À 40 ans tout juste fêtés, Gaël Monfils donne un nouveau souffle à sa carrière. Le sportif qui s'apprête à délaisser les courts a révélé qu'il était déjà tourné vers l'avenir. Il y a une dizaine de jours, juste après sa sortie de l'US Open, le mari d'Elina Svitolina a fait cette annonce devant la presse en confiant qu'il allait commencer à travailler dans la finance l'année prochaine.
C'est au cœur de Genève que le tennisman professionnel entamera ce nouveau chapitre, en rejoignant la société de gestion de fortune Alphaswiss dès le début de l'année 2027. Cette firme ultra-sélecte, composée d'une équipe de 18 personnes, brasse des sommes astronomiques puisqu'elle gère actuellement 1,8 milliard de francs d'actifs pour une petite centaine de clients privilégiés.
Et attention, pas question pour Gaël Monfils de faire de la simple figuration. Yann Labry, le fondateur de l'entreprise genevoise, écarte formellement l'idée d'un simple "coup marketing" et assure que Gaël ne vient pas jouer les ambassadeurs de luxe. Il est bien là pour "construire une deuxième carrière dans la gestion de fortune". Dit "très organisé" et "méthodique", ce sont ces traits de personnalité qui ont totalement séduit son futur patron lors de leur première rencontre il y a un an et demi à Genève. Loin des regards indiscrets, l'athlète s'est d'ailleurs préparé dans l'ombre avec beaucoup de sérieux : il a suivi des formations et même effectué des stages dans des banques suisses pour maîtriser les rouages du monde de l'investissement.
Cette reconversion s'inscrit par ailleurs parfaitement dans son quotidien en Suisse. Le champion est en effet établi depuis près de vingt ans sur les hauteurs du lac Léman.
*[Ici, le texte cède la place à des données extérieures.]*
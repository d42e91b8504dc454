use std::fmt;

use tracing::{debug, instrument};

use crate::tree::TreeItem;

/// Connector in front of every child but the last.
pub const BRANCH: &str = "├── ";
/// Connector in front of the last child.
pub const LAST_BRANCH: &str = "└── ";
/// Prefix segment under an ancestor that has later siblings.
pub const VERTICAL: &str = "│   ";
/// Prefix segment under an ancestor that was the last child.
pub const SPACE: &str = "    ";

/// Renders `root` as text, one line per node, each ending with `\n`.
///
/// # Example
/// ```
/// use outline_tree_core::{render::render_tree, tree::TreeItem};
///
/// let root = TreeItem::new("root", vec![
///   TreeItem::new("a", vec![TreeItem::leaf("a1")]),
///   TreeItem::leaf("b"),
/// ]);
///
/// assert_eq!(render_tree(&root), "root\n├── a\n│   └── a1\n└── b\n");
/// ```
#[instrument(level = "trace", skip_all)]
pub fn render_tree(root: &TreeItem) -> String {
  let rendered = root.to_string();

  debug!(lines = root.node_count(), bytes = rendered.len(), "rendered outline tree");
  rendered
}

/// Writes `root` as text into `writer`.
///
/// The root line is written bare. Every descendant is written depth-first, after the
/// continuation prefix of its ancestors and its own connector.
pub fn write_tree<W: fmt::Write>(root: &TreeItem, writer: &mut W) -> fmt::Result {
  writeln!(writer, "{}", root.content)?;

  let mut prefix = String::new();
  write_children(&root.children, &mut prefix, writer)
}

fn write_children<W: fmt::Write>(children: &[TreeItem], prefix: &mut String, writer: &mut W) -> fmt::Result {
  for (index, child) in children.iter().enumerate() {
    let is_last = index + 1 == children.len();

    let connector = if is_last { LAST_BRANCH } else { BRANCH };
    writeln!(writer, "{prefix}{connector}{}", child.content)?;

    let prefix_len = prefix.len();
    prefix.push_str(if is_last { SPACE } else { VERTICAL });
    write_children(&child.children, prefix, writer)?;
    prefix.truncate(prefix_len);
  }

  Ok(())
}

impl fmt::Display for TreeItem {
  fn fmt(&self, f: &mut fmt::Formatter<'_>) -> fmt::Result {
    write_tree(self, f)
  }
}
use tracing::{debug, instrument};

use crate::parse::Line;

/// A node of the outline tree.
///
/// Each item owns its children; sibling order is document order.
///
/// # Example
/// ```
/// use outline_tree_core::tree::TreeItem;
///
/// let root = TreeItem::new("root", vec![TreeItem::leaf("a"), TreeItem::leaf("b")]);
///
/// assert_eq!(root.to_string(), "root\n├── a\n└── b\n");
/// ```
#[derive(Debug, Clone, PartialEq, Eq)]
pub struct TreeItem {
  /// Text shown for this node.
  pub content: String,
  /// Direct children, in order.
  pub children: Vec<TreeItem>,
}

impl TreeItem {
  /// Creates an item with the given children.
  pub fn new(content: impl Into<String>, children: Vec<TreeItem>) -> Self {
    TreeItem {
      content: content.into(),
      children,
    }
  }

  /// Creates an item without children.
  pub fn leaf(content: impl Into<String>) -> Self {
    Self::new(content, vec![])
  }

  /// Counts this item and all of its descendants.
  pub fn node_count(&self) -> usize {
    1 + self.children.iter().map(TreeItem::node_count).sum::<usize>()
  }
}

/// Builds the tree of validated `lines`, the first line being the root.
///
/// `lines` must have passed `parse::validate_lines()`. Returns `None` if `lines` is empty.
#[instrument(level = "trace", skip_all)]
pub fn build_tree(lines: &[Line]) -> Option<TreeItem> {
  let (head, rest) = lines.split_first()?;

  let root = TreeItem::new(head.content.clone(), build_children(rest, head.indentation));
  debug!(root = %root.content, nodes = root.node_count(), "built outline tree");

  Some(root)
}

/// Groups `lines` into the children of an item at depth `parent_indentation`.
///
/// Only lines exactly one level deeper start a child. Each child takes every following line deeper than
/// itself as its own subtree, and the scan continues after them.
pub fn build_children(lines: &[Line], parent_indentation: usize) -> Vec<TreeItem> {
  let mut children = Vec::new();
  let mut index = 0;

  while index < lines.len() {
    let item = &lines[index];
    if item.indentation != parent_indentation + 1 {
      index += 1;
      continue;
    }

    // Subtree of `item` ends at the first line not deeper than it.
    let end = lines[index + 1..]
      .iter()
      .position(|line| line.indentation <= item.indentation)
      .map_or(lines.len(), |offset| index + 1 + offset);

    children.push(TreeItem::new(
      item.content.clone(),
      build_children(&lines[index + 1..end], item.indentation),
    ));

    index = end;
  }

  children
}
//! Property-based tests for outline rendering.
//!
//! Outlines are generated as a root followed by lines whose depth is at least 1 and at most one
//! more than the previous line, which is exactly the set of valid outlines.

use outline_tree_core::{
  parse::{ParseConfig, ParseError},
  transform,
};
use proptest::prelude::*;

/// Depths and contents of the non-root lines of a valid outline.
fn outline_body() -> impl Strategy<Value = Vec<(usize, String)>> {
  prop::collection::vec((0usize..8, "[a-z][a-z0-9_.]{0,7}"), 0..24).prop_map(|raw| {
    let mut previous = 0;
    raw
      .into_iter()
      .map(|(pick, content)| {
        let depth = 1 + pick % (previous + 1);
        previous = depth;
        (depth, content)
      })
      .collect()
  })
}

fn outline_text(body: &[(usize, String)]) -> String {
  let mut text = "root\n".to_owned();
  for (depth, content) in body {
    text.push_str(&"#".repeat(*depth));
    text.push(' ');
    text.push_str(content);
    text.push('\n');
  }
  text
}

/// Whether the line at `index` has no later sibling.
fn is_last_child(depths: &[usize], index: usize) -> bool {
  let depth = depths[index];
  depths[index + 1..].iter().take_while(|d| **d >= depth).all(|d| *d != depth)
}

/// Expected rendering of one line, computed from the flat depth list.
fn expected_line(body: &[(usize, String)], index: usize) -> String {
  let depths: Vec<usize> = body.iter().map(|(d, _)| *d).collect();
  let depth = depths[index];

  let mut line = String::new();
  for ancestor_depth in 1..depth {
    let ancestor = (0..index).rev().find(|i| depths[*i] == ancestor_depth).unwrap();
    line.push_str(if is_last_child(&depths, ancestor) { "    " } else { "│   " });
  }
  line.push_str(if is_last_child(&depths, index) { "└── " } else { "├── " });
  line.push_str(&body[index].1);
  line
}

proptest! {
  #[test]
  fn one_output_line_per_input_line(body in outline_body()) {
    let rendered = transform(&outline_text(&body), &ParseConfig::DEFAULT).unwrap().unwrap();

    prop_assert_eq!(rendered.lines().count(), body.len() + 1);
    prop_assert!(rendered.ends_with('\n'));
  }

  #[test]
  fn root_line_is_bare(body in outline_body()) {
    let rendered = transform(&outline_text(&body), &ParseConfig::DEFAULT).unwrap().unwrap();

    prop_assert_eq!(rendered.lines().next(), Some("root"));
  }

  #[test]
  fn connectors_and_prefixes(body in outline_body()) {
    let rendered = transform(&outline_text(&body), &ParseConfig::DEFAULT).unwrap().unwrap();

    for (index, line) in rendered.lines().skip(1).enumerate() {
      prop_assert_eq!(line, expected_line(&body, index));
    }
  }

  #[test]
  fn blank_lines_do_not_matter(
    body in outline_body(),
    blanks in prop::collection::vec((0usize..32, "[ \t]{0,3}#{0,2}[ \t]{0,2}"), 0..8)
  ) {
    let text = outline_text(&body);
    let mut lines: Vec<String> = text.split('\n').map(str::to_owned).collect();
    for (position, blank) in blanks {
      let position = position % (lines.len() + 1);
      lines.insert(position, blank);
    }
    let padded = lines.join("\n");

    prop_assert_eq!(
      transform(&padded, &ParseConfig::DEFAULT),
      transform(&text, &ParseConfig::DEFAULT)
    );
  }

  #[test]
  fn same_input_same_result(input in "[a-z# \n]{0,64}") {
    let first = transform(&input, &ParseConfig::DEFAULT);
    let second = transform(&input, &ParseConfig::DEFAULT);

    prop_assert_eq!(first.clone(), second);
    if let Err(err) = first {
      prop_assert!(!err.to_string().is_empty());
    }
  }

  #[test]
  fn deep_jump_is_reported(body in outline_body(), extra in 2usize..5) {
    let previous = body.last().map_or(0, |(d, _)| *d);
    let text = format!("{}{} jump\n", outline_text(&body), "#".repeat(previous + extra));

    match transform(&text, &ParseConfig::DEFAULT) {
      Err(ParseError::IndentationJump(err)) => {
        prop_assert_eq!(err.previous, previous);
        prop_assert_eq!(err.current, previous + extra);
        prop_assert_eq!(err.line_number, body.len() + 2);
      }
      other => prop_assert!(false, "expected an indentation jump, got {:?}", other),
    }
  }
}
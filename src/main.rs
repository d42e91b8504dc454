use std::process;

use clap::Parser;
use cli::{Cli, run};
use tracing::level_filters::LevelFilter;
use tracing_subscriber::{EnvFilter, fmt, layer::SubscriberExt, util::SubscriberInitExt};

mod cli;
mod exitcode;

fn main() {
  let cli = Cli::parse();

  setup_logging(cli.debug);

  let status = match run(&cli) {
    Ok(()) => exitcode::OK,
    Err(err) => {
      tracing::debug!(?err, "run failed");
      eprintln!("Error: {err}");
      err.exit_code()
    }
  };

  process::exit(status);
}

/// Logs to stderr. `RUST_LOG`, when set, wins over the `-d` count.
fn setup_logging(verbosity: u8) {
  let level = match verbosity {
    0 => LevelFilter::WARN,
    1 => LevelFilter::INFO,
    2 => LevelFilter::DEBUG,
    _ => LevelFilter::TRACE,
  };

  let filter = EnvFilter::builder().with_default_directive(level.into()).from_env_lossy();

  let fmt_layer = fmt::layer().with_writer(std::io::stderr).with_target(true).with_thread_names(false);

  tracing_subscriber::registry().with(fmt_layer).with(filter).init();

  tracing::debug!(%level, "logging initialized");
}
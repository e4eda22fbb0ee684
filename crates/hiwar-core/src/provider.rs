use async_trait::async_trait;

use crate::errors::CompletionError;
use crate::messages::ChatMessage;

/// Sampling parameters sent with every completion request.
#[derive(Clone, Debug, PartialEq)]
pub struct CompletionOptions {
    pub temperature: f64,
    pub max_tokens: u32,
    pub top_p: f64,
    pub frequency_penalty: f64,
    pub presence_penalty: f64,
}

impl Default for CompletionOptions {
    fn default() -> Self {
        Self {
            temperature: 0.7,
            max_tokens: 500,
            top_p: 1.0,
            frequency_penalty: 0.0,
            presence_penalty: 0.0,
        }
    }
}

/// A chat-completion backend. Request/response only; no streaming.
#[async_trait]
pub trait CompletionProvider: Send + Sync {
    fn name(&self) -> &str;
    fn model(&self) -> &str;

    async fn complete(
        &self,
        messages: &[ChatMessage],
        options: &CompletionOptions,
    ) -> Result<String, CompletionError>;
}
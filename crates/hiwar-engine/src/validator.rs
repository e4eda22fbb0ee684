//! Post-processing of model output before it reaches a user.

/// Replies shorter than this (in characters) are discarded.
pub const MIN_RESPONSE_CHARS: usize = 3;

/// Substrings that mark a reply as an apology or leaked error rather than an answer.
/// Matching is case-insensitive, so an answer that merely discusses errors is
/// rejected too.
const DENYLIST: &[&str] = &["i'm sorry", "عذراً", "error", "خطأ", "exception"];

/// Trim, drop blank lines, and return an empty string for near-empty output.
pub fn clean(text: &str) -> String {
    let joined = text
        .trim()
        .lines()
        .filter(|line| !line.trim().is_empty())
        .collect::<Vec<_>>()
        .join("\n");

    if joined.chars().count() < MIN_RESPONSE_CHARS {
        return String::new();
    }
    joined
}

pub fn is_valid(text: &str) -> bool {
    if text.is_empty() {
        return false;
    }
    let lower = text.to_lowercase();
    !DENYLIST.iter().any(|pattern| lower.contains(pattern))
}
pub mod conversation;

pub use conversation::{ConversationStore, Exchange};
use std::sync::Arc;

use hiwar_core::errors::CompletionError;
use hiwar_core::ids::ConnectionId;
use hiwar_core::provider::{CompletionOptions, CompletionProvider};
use hiwar_store::ConversationStore;
use tracing::instrument;

use crate::error::EngineError;
use crate::validator;

/// Reply when the upstream call fails or its output is rejected.
pub const APOLOGY: &str = "عذراً، حدث خطأ أثناء معالجة طلبك. الرجاء المحاولة مرة أخرى.";
/// Reply when the user message is too short to act on.
pub const NOT_UNDERSTOOD: &str = "عذراً، لم أتمكن من فهم رسالتك. هل يمكنك إعادة كتابتها؟";

const MIN_MESSAGE_CHARS: usize = 2;

/// The completion pipeline: history → provider → validation → history.
pub struct Assistant {
    provider: Arc<dyn CompletionProvider>,
    store: Arc<ConversationStore>,
    options: CompletionOptions,
}

impl Assistant {
    pub fn new(provider: Arc<dyn CompletionProvider>, store: Arc<ConversationStore>) -> Self {
        Self {
            provider,
            store,
            options: CompletionOptions::default(),
        }
    }

    pub fn with_options(mut self, options: CompletionOptions) -> Self {
        self.options = options;
        self
    }

    pub fn model(&self) -> &str {
        self.provider.model()
    }

    pub fn store(&self) -> &Arc<ConversationStore> {
        &self.store
    }

    /// Answer `message` for `user`. Never fails: errors become canned Arabic replies.
    pub async fn respond(&self, user: &ConnectionId, message: &str) -> String {
        match self.try_respond(user, message).await {
            Ok(reply) => reply,
            Err(EngineError::EmptyInput) => NOT_UNDERSTOOD.to_string(),
            Err(EngineError::Upstream(e)) => {
                tracing::error!(connection_id = %user, error = %e, kind = e.error_kind(), "Completion failed");
                APOLOGY.to_string()
            }
            Err(EngineError::Validation(text)) => {
                tracing::warn!(connection_id = %user, response = %text, "Generated invalid response");
                APOLOGY.to_string()
            }
        }
    }

    #[instrument(skip(self, user, message), fields(connection_id = %user))]
    pub async fn try_respond(&self, user: &ConnectionId, message: &str) -> Result<String, EngineError> {
        let message = message.trim();
        if message.chars().count() < MIN_MESSAGE_CHARS {
            return Err(EngineError::EmptyInput);
        }

        let context = self.store.context(user, message);

        // Run the upstream call on its own task so a slow provider cannot
        // hold up the caller's executor thread.
        let provider = Arc::clone(&self.provider);
        let options = self.options.clone();
        let raw = tokio::spawn(async move { provider.complete(&context, &options).await })
            .await
            .map_err(|e| CompletionError::TaskFailed(e.to_string()))??;

        let reply = validator::clean(&raw);
        if !validator::is_valid(&reply) {
            return Err(EngineError::Validation(raw));
        }

        self.store.append(user, message, &reply);
        Ok(reply)
    }
}
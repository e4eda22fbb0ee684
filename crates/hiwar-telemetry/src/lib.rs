mod file;

pub use file::LogFile;

use std::path::{Path, PathBuf};

use tracing::Level;
use tracing_appender::non_blocking::NonBlocking;
use tracing_subscriber::layer::SubscriberExt;
use tracing_subscriber::util::SubscriberInitExt;
use tracing_subscriber::{fmt, EnvFilter};

#[derive(Debug, thiserror::Error)]
pub enum TelemetryError {
    #[error("failed to open log file {}: {source}", path.display())]
    LogFile {
        path: PathBuf,
        #[source]
        source: tracing_appender::rolling::InitError,
    },
    #[error("log file path has no file name: {}", .0.display())]
    InvalidLogPath(PathBuf),
}

/// Configuration for the telemetry subsystem.
#[derive(Clone, Debug)]
pub struct TelemetryConfig {
    /// Default log level. Overridden by RUST_LOG env var.
    pub log_level: Level,
    /// Per-module level overrides (e.g. "hiwar_server" => DEBUG).
    pub module_levels: Vec<(String, Level)>,
    /// Emit JSON lines on stdout instead of human-readable text.
    pub json: bool,
    /// Append a plain-text copy of every log line to this file.
    pub log_file: Option<PathBuf>,
}

impl Default for TelemetryConfig {
    fn default() -> Self {
        Self {
            log_level: Level::INFO,
            module_levels: Vec::new(),
            json: false,
            log_file: Some(PathBuf::from("chatbot.log")),
        }
    }
}

/// Keeps the log worker alive; dropping it flushes queued lines.
pub struct TelemetryGuard {
    log_file: Option<LogFile>,
}

impl TelemetryGuard {
    /// Path of the log file, if file logging is active.
    pub fn log_path(&self) -> Option<&Path> {
        self.log_file.as_ref().map(LogFile::path)
    }
}

/// Build the filter directive string from config, e.g. `info,hiwar_server=debug`.
pub fn filter_directives(config: &TelemetryConfig) -> String {
    let mut filter_str = config.log_level.to_string().to_lowercase();
    for (module, level) in &config.module_levels {
        filter_str.push_str(&format!(",{}={}", module, level.to_string().to_lowercase()));
    }
    filter_str
}

/// Initialize the telemetry subsystem. Call once at startup.
///
/// A log file that cannot be opened is reported on stderr and skipped; stdout
/// logging always comes up.
pub fn init_telemetry(config: TelemetryConfig) -> TelemetryGuard {
    let env_filter = EnvFilter::try_from_default_env()
        .unwrap_or_else(|_| EnvFilter::new(filter_directives(&config)));

    let (json_layer, text_layer) = if config.json {
        (
            Some(
                fmt::layer()
                    .json()
                    .with_target(true)
                    .with_span_list(true),
            ),
            None,
        )
    } else {
        (None, Some(fmt::layer().with_target(true)))
    };

    let log_file = config.log_file.as_deref().and_then(|path| match LogFile::open(path) {
        Ok(file) => Some(file),
        Err(e) => {
            eprintln!("hiwar-telemetry: {e}");
            None
        }
    });
    let file_layer = log_file.as_ref().map(|file| file_layer(file.writer()));

    tracing_subscriber::registry()
        .with(env_filter)
        .with(json_layer)
        .with(text_layer)
        .with(file_layer)
        .init();

    TelemetryGuard { log_file }
}

type FileLayer<S> = fmt::Layer<S, fmt::format::DefaultFields, fmt::format::Format, NonBlocking>;

fn file_layer<S>(writer: NonBlocking) -> FileLayer<S> {
    fmt::layer()
        .with_ansi(false)
        .with_target(true)
        .with_writer(writer)
}
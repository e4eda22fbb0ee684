use hiwar_core::errors::CompletionError;

#[derive(Debug, thiserror::Error)]
pub enum EngineError {
    #[error("upstream error: {0}")]
    Upstream(#[from] CompletionError),

    #[error("response rejected: {0:?}")]
    Validation(String),

    #[error("message too short to answer")]
    EmptyInput,
}
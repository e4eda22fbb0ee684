pub mod openai;

pub mod mock;

pub use mock::{MockProvider, MockResponse};
pub use openai::{OpenAiCompatProvider, ProviderConfig};
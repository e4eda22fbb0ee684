pub mod assistant;
pub mod error;
pub mod validator;

pub use assistant::{Assistant, APOLOGY, NOT_UNDERSTOOD};
pub use error::EngineError;
use std::path::PathBuf;
use std::sync::Arc;

use anyhow::Context;
use clap::Parser;
use hiwar_engine::Assistant;
use hiwar_llm::{OpenAiCompatProvider, ProviderConfig};
use hiwar_store::ConversationStore;
use hiwar_telemetry::TelemetryConfig;

/// Arabic chat assistant relayed over WebSocket.
#[derive(Debug, Parser)]
#[command(name = "hiwar", version)]
struct Args {
    /// Bearer token for the completion endpoint.
    #[arg(long, env = "OPENAI_API_KEY", hide_env_values = true)]
    api_key: String,

    /// Base URL of the OpenAI-compatible API.
    #[arg(long, env = "HIWAR_BASE_URL", default_value = hiwar_llm::openai::DEFAULT_BASE_URL)]
    base_url: String,

    #[arg(long, env = "HIWAR_MODEL", default_value = hiwar_llm::openai::DEFAULT_MODEL)]
    model: String,

    #[arg(long, env = "HIWAR_HOST", default_value = "0.0.0.0")]
    host: String,

    #[arg(long, env = "HIWAR_PORT", default_value_t = 8000)]
    port: u16,

    /// Directory served under /static.
    #[arg(long, default_value = "static")]
    static_dir: PathBuf,

    #[arg(long, default_value = "chatbot.log")]
    log_file: PathBuf,

    /// Disable the log file.
    #[arg(long)]
    no_log_file: bool,

    /// Emit JSON log lines on stdout.
    #[arg(long)]
    json_logs: bool,

    #[arg(long, default_value = "info")]
    log_level: tracing::Level,
}

#[tokio::main]
async fn main() -> anyhow::Result<()> {
    let args = Args::parse();

    let _telemetry = hiwar_telemetry::init_telemetry(TelemetryConfig {
        log_level: args.log_level,
        json: args.json_logs,
        log_file: (!args.no_log_file).then(|| args.log_file.clone()),
        ..Default::default()
    });

    anyhow::ensure!(!args.api_key.trim().is_empty(), "OPENAI_API_KEY is empty");

    let provider = OpenAiCompatProvider::new(
        ProviderConfig::new(args.api_key)
            .with_base_url(args.base_url)
            .with_model(args.model),
    );
    tracing::info!(endpoint = provider.endpoint(), "Completion provider configured");

    let assistant = Arc::new(Assistant::new(Arc::new(provider), Arc::new(ConversationStore::new())));

    let config = hiwar_server::ServerConfig {
        host: args.host,
        port: args.port,
        static_dir: args.static_dir,
        ..Default::default()
    };
    let handle = hiwar_server::start(config, assistant)
        .await
        .context("failed to start server")?;

    tracing::info!(port = handle.port, "Hiwar ready");

    tokio::signal::ctrl_c()
        .await
        .context("failed to listen for ctrl+c")?;

    tracing::info!("Shutting down");
    handle.shutdown().await;
    Ok(())
}
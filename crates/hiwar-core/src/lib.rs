pub mod errors;
pub mod ids;
pub mod messages;
pub mod provider;
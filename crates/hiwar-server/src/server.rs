use std::path::{Path, PathBuf};
use std::sync::Arc;
use std::time::Duration;

use axum::extract::ws::{WebSocket, WebSocketUpgrade};
use axum::extract::State;
use axum::http::StatusCode;
use axum::response::{Html, IntoResponse, Response};
use axum::routing::get;
use axum::{Json, Router};
use chrono::{SecondsFormat, Utc};
use futures::StreamExt;
use hiwar_core::ids::ConnectionId;
use hiwar_engine::Assistant;
use serde::Serialize;
use tokio::sync::Semaphore;
use tokio_util::sync::CancellationToken;
use tower_http::cors::CorsLayer;
use tower_http::services::ServeDir;
use tower_http::trace::TraceLayer;

use crate::gateway::{self, Gateway, READ_TIMEOUT};
use crate::registry::{SessionRegistry, PING_INTERVAL, WRITE_TIMEOUT};

const INDEX_HTML: &str = include_str!("../assets/index.html");
const SHUTDOWN_GRACE: Duration = Duration::from_secs(5);

/// Server configuration.
#[derive(Clone, Debug)]
pub struct ServerConfig {
    pub host: String,
    pub port: u16,
    pub max_connections: usize,
    pub read_timeout: Duration,
    pub ping_interval: Duration,
    /// Bound on a single socket write or close.
    pub write_timeout: Duration,
    pub static_dir: PathBuf,
}

impl Default for ServerConfig {
    fn default() -> Self {
        Self {
            host: "0.0.0.0".into(),
            port: 8000,
            max_connections: 50,
            read_timeout: READ_TIMEOUT,
            ping_interval: PING_INTERVAL,
            write_timeout: WRITE_TIMEOUT,
            static_dir: PathBuf::from("static"),
        }
    }
}

/// Shared application state passed to Axum handlers.
#[derive(Clone)]
pub struct AppState {
    pub gateway: Gateway,
    pub connection_slots: Arc<Semaphore>,
}

#[derive(Serialize)]
struct HealthResponse {
    status: &'static str,
    timestamp: String,
    model: String,
    device: &'static str,
    farasa_available: bool,
    connections: usize,
}

/// Build the Axum router with all routes.
pub fn build_router(state: AppState, static_dir: &Path) -> Router {
    Router::new()
        .route("/", get(index_handler))
        .route("/ws", get(ws_handler))
        .route("/health", get(health_handler))
        .nest_service("/static", ServeDir::new(static_dir))
        .with_state(state)
        .layer(TraceLayer::new_for_http())
        .layer(CorsLayer::permissive())
}

/// Create and start the server. Returns a handle to shut it down.
pub async fn start(config: ServerConfig, assistant: Arc<Assistant>) -> Result<ServerHandle, std::io::Error> {
    tokio::fs::create_dir_all(&config.static_dir).await?;

    let registry = Arc::new(
        SessionRegistry::new(config.ping_interval).with_write_timeout(config.write_timeout),
    );
    let gateway = Gateway::new(Arc::clone(&registry), assistant).with_read_timeout(config.read_timeout);
    let state = AppState {
        gateway,
        connection_slots: Arc::new(Semaphore::new(config.max_connections)),
    };

    let router = build_router(state, &config.static_dir);
    let listener = tokio::net::TcpListener::bind((config.host.as_str(), config.port)).await?;
    let local_addr = listener.local_addr()?;

    tracing::info!(
        addr = %local_addr,
        max_connections = config.max_connections,
        static_dir = %config.static_dir.display(),
        "Hiwar server started"
    );

    let shutdown = CancellationToken::new();
    let signal = shutdown.clone();
    let server = tokio::spawn(async move {
        let result = axum::serve(listener, router)
            .with_graceful_shutdown(async move { signal.cancelled().await })
            .await;
        if let Err(e) = result {
            tracing::error!(error = %e, "Server error");
        }
    });

    Ok(ServerHandle {
        port: local_addr.port(),
        registry,
        shutdown,
        server,
    })
}

/// Handle returned by `start()`.
pub struct ServerHandle {
    pub port: u16,
    registry: Arc<SessionRegistry>,
    shutdown: CancellationToken,
    server: tokio::task::JoinHandle<()>,
}

impl ServerHandle {
    pub fn registry(&self) -> &Arc<SessionRegistry> {
        &self.registry
    }

    /// Stop accepting, then close every socket and drain the listener within
    /// the shutdown grace period.
    pub async fn shutdown(self) {
        self.shutdown.cancel();

        let registry = self.registry;
        let mut server = self.server;
        let drain = async {
            let closed = registry.close_all().await;
            tracing::info!(closed, "Server shutting down");
            let _ = (&mut server).await;
        };
        if tokio::time::timeout(SHUTDOWN_GRACE, drain).await.is_err() {
            tracing::warn!("Server did not drain in time, aborting");
            server.abort();
        }
    }
}

async fn index_handler() -> Html<&'static str> {
    Html(INDEX_HTML)
}

/// WebSocket upgrade handler. Refuses the upgrade once every slot is taken.
async fn ws_handler(ws: WebSocketUpgrade, State(state): State<AppState>) -> Response {
    let Ok(permit) = Arc::clone(&state.connection_slots).try_acquire_owned() else {
        tracing::warn!("Connection limit reached, refusing upgrade");
        return (StatusCode::SERVICE_UNAVAILABLE, "too many connections").into_response();
    };

    ws.on_upgrade(move |socket| async move {
        handle_socket(socket, state.gateway).await;
        drop(permit);
    })
}

async fn handle_socket(socket: WebSocket, gateway: Gateway) {
    let id = ConnectionId::new();
    tracing::info!(connection_id = %id, "WebSocket client connected");

    let (sink, stream) = socket.split();
    gateway
        .serve(id, Box::new(sink), gateway::inbound_events(stream))
        .await;
}

async fn health_handler(State(state): State<AppState>) -> Json<HealthResponse> {
    Json(HealthResponse {
        status: "healthy",
        timestamp: Utc::now().to_rfc3339_opts(SecondsFormat::Micros, true),
        model: state.gateway.assistant().model().to_string(),
        device: "remote",
        farasa_available: false,
        connections: state.gateway.registry().count().await,
    })
}
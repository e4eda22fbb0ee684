use serde::{Deserialize, Serialize};

/// Speaker of a chat message, in the OpenAI wire spelling.
#[derive(Clone, Copy, Debug, Serialize, Deserialize, PartialEq, Eq)]
#[serde(rename_all = "lowercase")]
pub enum Role {
    System,
    User,
    Assistant,
}

/// One entry of the prompt context sent to a completion provider.
#[derive(Clone, Debug, Serialize, Deserialize, PartialEq, Eq)]
pub struct ChatMessage {
    pub role: Role,
    pub content: String,
}

impl ChatMessage {
    pub fn system(content: impl Into<String>) -> Self {
        Self {
            role: Role::System,
            content: content.into(),
        }
    }

    pub fn user(content: impl Into<String>) -> Self {
        Self {
            role: Role::User,
            content: content.into(),
        }
    }

    pub fn assistant(content: impl Into<String>) -> Self {
        Self {
            role: Role::Assistant,
            content: content.into(),
        }
    }
}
C'est d'ailleurs là-bas, à quelques kilomètres de Nyon, qu'il a épousé la championne ukrainienne Elina Svitolina en 2021. Un cadre de vie qu'il affectionne depuis longtemps et qu'il l'avait même poussé à acheter une villa en 2009, rappelle La Tribune de Genève, à la même époque que son ami Jo-Wilfried Tsonga.
En se lançant ce nouveau défi, Gaël Monfils suit ainsi les traces d'autres sportifs célèbres qui ont troqué le maillot pour la finance suisse, à l'image du pilote de Formule 1 Romain Grosjean, qui s'était essayé au métier d'assistant gestionnaire en 2009.